**** Input records
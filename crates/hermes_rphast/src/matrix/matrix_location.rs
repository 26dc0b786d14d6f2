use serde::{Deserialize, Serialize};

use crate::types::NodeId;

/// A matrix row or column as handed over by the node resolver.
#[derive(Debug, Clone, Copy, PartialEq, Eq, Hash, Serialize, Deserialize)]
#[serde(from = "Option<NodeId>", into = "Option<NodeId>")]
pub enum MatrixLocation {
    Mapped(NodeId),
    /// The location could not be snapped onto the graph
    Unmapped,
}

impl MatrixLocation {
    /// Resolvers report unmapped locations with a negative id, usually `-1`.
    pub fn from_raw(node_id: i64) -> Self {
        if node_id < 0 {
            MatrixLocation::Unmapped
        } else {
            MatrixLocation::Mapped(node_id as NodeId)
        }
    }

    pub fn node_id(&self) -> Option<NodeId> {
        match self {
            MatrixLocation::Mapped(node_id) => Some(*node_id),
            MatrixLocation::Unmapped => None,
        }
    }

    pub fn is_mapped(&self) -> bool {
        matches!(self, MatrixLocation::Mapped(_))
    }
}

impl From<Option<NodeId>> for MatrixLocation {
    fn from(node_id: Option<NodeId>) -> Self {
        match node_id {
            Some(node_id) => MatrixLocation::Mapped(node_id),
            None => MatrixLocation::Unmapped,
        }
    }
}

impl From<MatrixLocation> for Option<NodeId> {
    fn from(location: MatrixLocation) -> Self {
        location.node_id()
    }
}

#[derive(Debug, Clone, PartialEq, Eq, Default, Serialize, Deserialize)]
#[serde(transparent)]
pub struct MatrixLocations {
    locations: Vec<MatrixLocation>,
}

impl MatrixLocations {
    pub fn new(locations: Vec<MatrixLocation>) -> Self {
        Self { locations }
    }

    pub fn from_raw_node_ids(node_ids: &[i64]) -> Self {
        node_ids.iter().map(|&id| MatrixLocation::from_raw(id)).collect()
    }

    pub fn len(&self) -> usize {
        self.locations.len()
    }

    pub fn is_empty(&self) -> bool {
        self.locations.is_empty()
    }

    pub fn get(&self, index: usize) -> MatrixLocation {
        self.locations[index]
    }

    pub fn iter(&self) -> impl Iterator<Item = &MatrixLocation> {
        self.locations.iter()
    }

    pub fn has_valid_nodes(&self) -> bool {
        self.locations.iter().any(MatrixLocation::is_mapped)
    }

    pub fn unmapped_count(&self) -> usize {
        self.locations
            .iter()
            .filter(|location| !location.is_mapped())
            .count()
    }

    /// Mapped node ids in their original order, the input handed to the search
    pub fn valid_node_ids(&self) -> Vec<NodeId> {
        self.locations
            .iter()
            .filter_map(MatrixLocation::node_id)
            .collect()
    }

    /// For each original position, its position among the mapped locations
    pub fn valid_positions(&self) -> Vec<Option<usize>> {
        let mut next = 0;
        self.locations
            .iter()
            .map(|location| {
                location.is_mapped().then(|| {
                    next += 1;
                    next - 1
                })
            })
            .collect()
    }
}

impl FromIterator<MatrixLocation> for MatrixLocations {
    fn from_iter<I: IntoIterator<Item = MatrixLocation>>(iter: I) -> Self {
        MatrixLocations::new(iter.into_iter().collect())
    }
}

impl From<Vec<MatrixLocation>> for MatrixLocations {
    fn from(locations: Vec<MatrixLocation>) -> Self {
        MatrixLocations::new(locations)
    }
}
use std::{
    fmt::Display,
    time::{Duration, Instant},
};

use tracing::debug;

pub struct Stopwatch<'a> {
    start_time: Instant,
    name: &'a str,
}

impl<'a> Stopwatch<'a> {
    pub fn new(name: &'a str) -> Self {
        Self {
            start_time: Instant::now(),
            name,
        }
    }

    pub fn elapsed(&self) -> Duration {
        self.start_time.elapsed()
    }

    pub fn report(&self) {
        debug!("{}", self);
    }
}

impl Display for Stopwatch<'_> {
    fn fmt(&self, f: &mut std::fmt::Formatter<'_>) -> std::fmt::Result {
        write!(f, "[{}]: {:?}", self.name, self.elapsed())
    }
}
********
• Description of the task
The whole listing should be transcribed word for word.

• Solved exercise
filename crates/hermes_rphast/src/matrix/matrix_location.rs
repository 26dc0b786d14d6f2
use serde::{Deserialize, Serialize};

use crate::types::NodeId;

/// A matrix row or column as handed over by the node resolver.
#[derive(Debug, Clone, Copy, PartialEq, Eq, Hash, Serialize, Deserialize)]
#[serde(from = "Option<NodeId>", into = "Option<NodeId>")]
pub enum MatrixLocation {
    Mapped(NodeId),
    /// The location could not be snapped onto the graph
    Unmapped,
}

impl MatrixLocation {
    /// Resolvers report unmapped locations with a negative id, usually `-1`.
    pub fn from_raw(node_id: i64) -> Self {
        if node_id < 0 {
            MatrixLocation::Unmapped
        } else {
            MatrixLocation::Mapped(node_id as NodeId)
        }
    }

    pub fn node_id(&self) -> Option<NodeId> {
        match self {
            MatrixLocation::Mapped(node_id) => Some(*node_id),
            MatrixLocation::Unmapped => None,
        }
    }

    pub fn is_mapped(&self) -> bool {
        matches!(self, MatrixLocation::Mapped(_))
    }
}

impl From<Option<NodeId>> for MatrixLocation {
    fn from(node_id: Option<NodeId>) -> Self {
        match node_id {
            Some(node_id) => MatrixLocation::Mapped(node_id),
            None => MatrixLocation::Unmapped,
        }
    }
}

impl From<MatrixLocation> for Option<NodeId> {
    fn from(location: MatrixLocation) -> Self {
        location.node_id()
    }
}

#[derive(Debug, Clone, PartialEq, Eq, Default, Serialize, Deserialize)]
#[serde(transparent)]
pub struct MatrixLocations {
    locations: Vec<MatrixLocation>,
}

impl MatrixLocations {
    pub fn new(locations: Vec<MatrixLocation>) -> Self {
        Self { locations }
    }

    pub fn from_raw_node_ids(node_ids: &[i64]) -> Self {
        node_ids.iter().map(|&id| MatrixLocation::from_raw(id)).collect()
    }

    pub fn len(&self) -> usize {
        self.locations.len()
    }

    pub fn is_empty(&self) -> bool {
        self.locations.is_empty()
    }

    pub fn get(&self, index: usize) -> MatrixLocation {
        self.locations[index]
    }

    pub fn iter(&self) -> impl Iterator<Item = &MatrixLocation> {
        self.locations.iter()
    }

    pub fn has_valid_nodes(&self) -> bool {
        self.locations.iter().any(MatrixLocation::is_mapped)
    }

    pub fn unmapped_count(&self) -> usize {
        self.locations
            .iter()
            .filter(|location| !location.is_mapped())
            .count()
    }

    /// Mapped node ids in their original order, the input handed to the search
    pub fn valid_node_ids(&self) -> Vec<NodeId> {
        self.locations
            .iter()
            .filter_map(MatrixLocation::node_id)
            .collect()
    }

    /// For each original position, its position among the mapped locations
    pub fn valid_positions(&self) -> Vec<Option<usize>> {
        let mut next = 0;
        self.locations
            .iter()
            .map(|location| {
                location.is_mapped().then(|| {
                    next += 1;
                    next - 1
                })
            })
            .collect()
    }
}

impl FromIterator<MatrixLocation> for MatrixLocations {
    fn from_iter<I: IntoIterator<Item = MatrixLocation>>(iter: I) -> Self {
        MatrixLocations::new(iter.into_iter().collect())
    }
}

impl From<Vec<MatrixLocation>> for MatrixLocations {
    fn from(locations: Vec<MatrixLocation>) -> Self {
        MatrixLocations::new(locations)
    }
}
use std::{
    fmt::Display,
    time::{Duration, Instant},
};

use tracing::debug;

pub struct Stopwatch<'a> {
    start_time: Instant,
    name: &'a str,
}

impl<'a> Stopwatch<'a> {
    pub fn new(name: &'a str) -> Self {
        Self {
            start_time: Instant::now(),
            name,
        }
    }

    pub fn elapsed(&self) -> Duration {
        self.start_time.elapsed()
    }

    pub fn report(&self) {
        debug!("{}", self);
    }
}

impl Display for Stopwatch<'_> {
    fn fmt(&self, f: &mut std::fmt::Formatter<'_>) -> std::fmt::Result {
        write!(f, "[{}]: {:?}", self.name, self.elapsed())
    }
}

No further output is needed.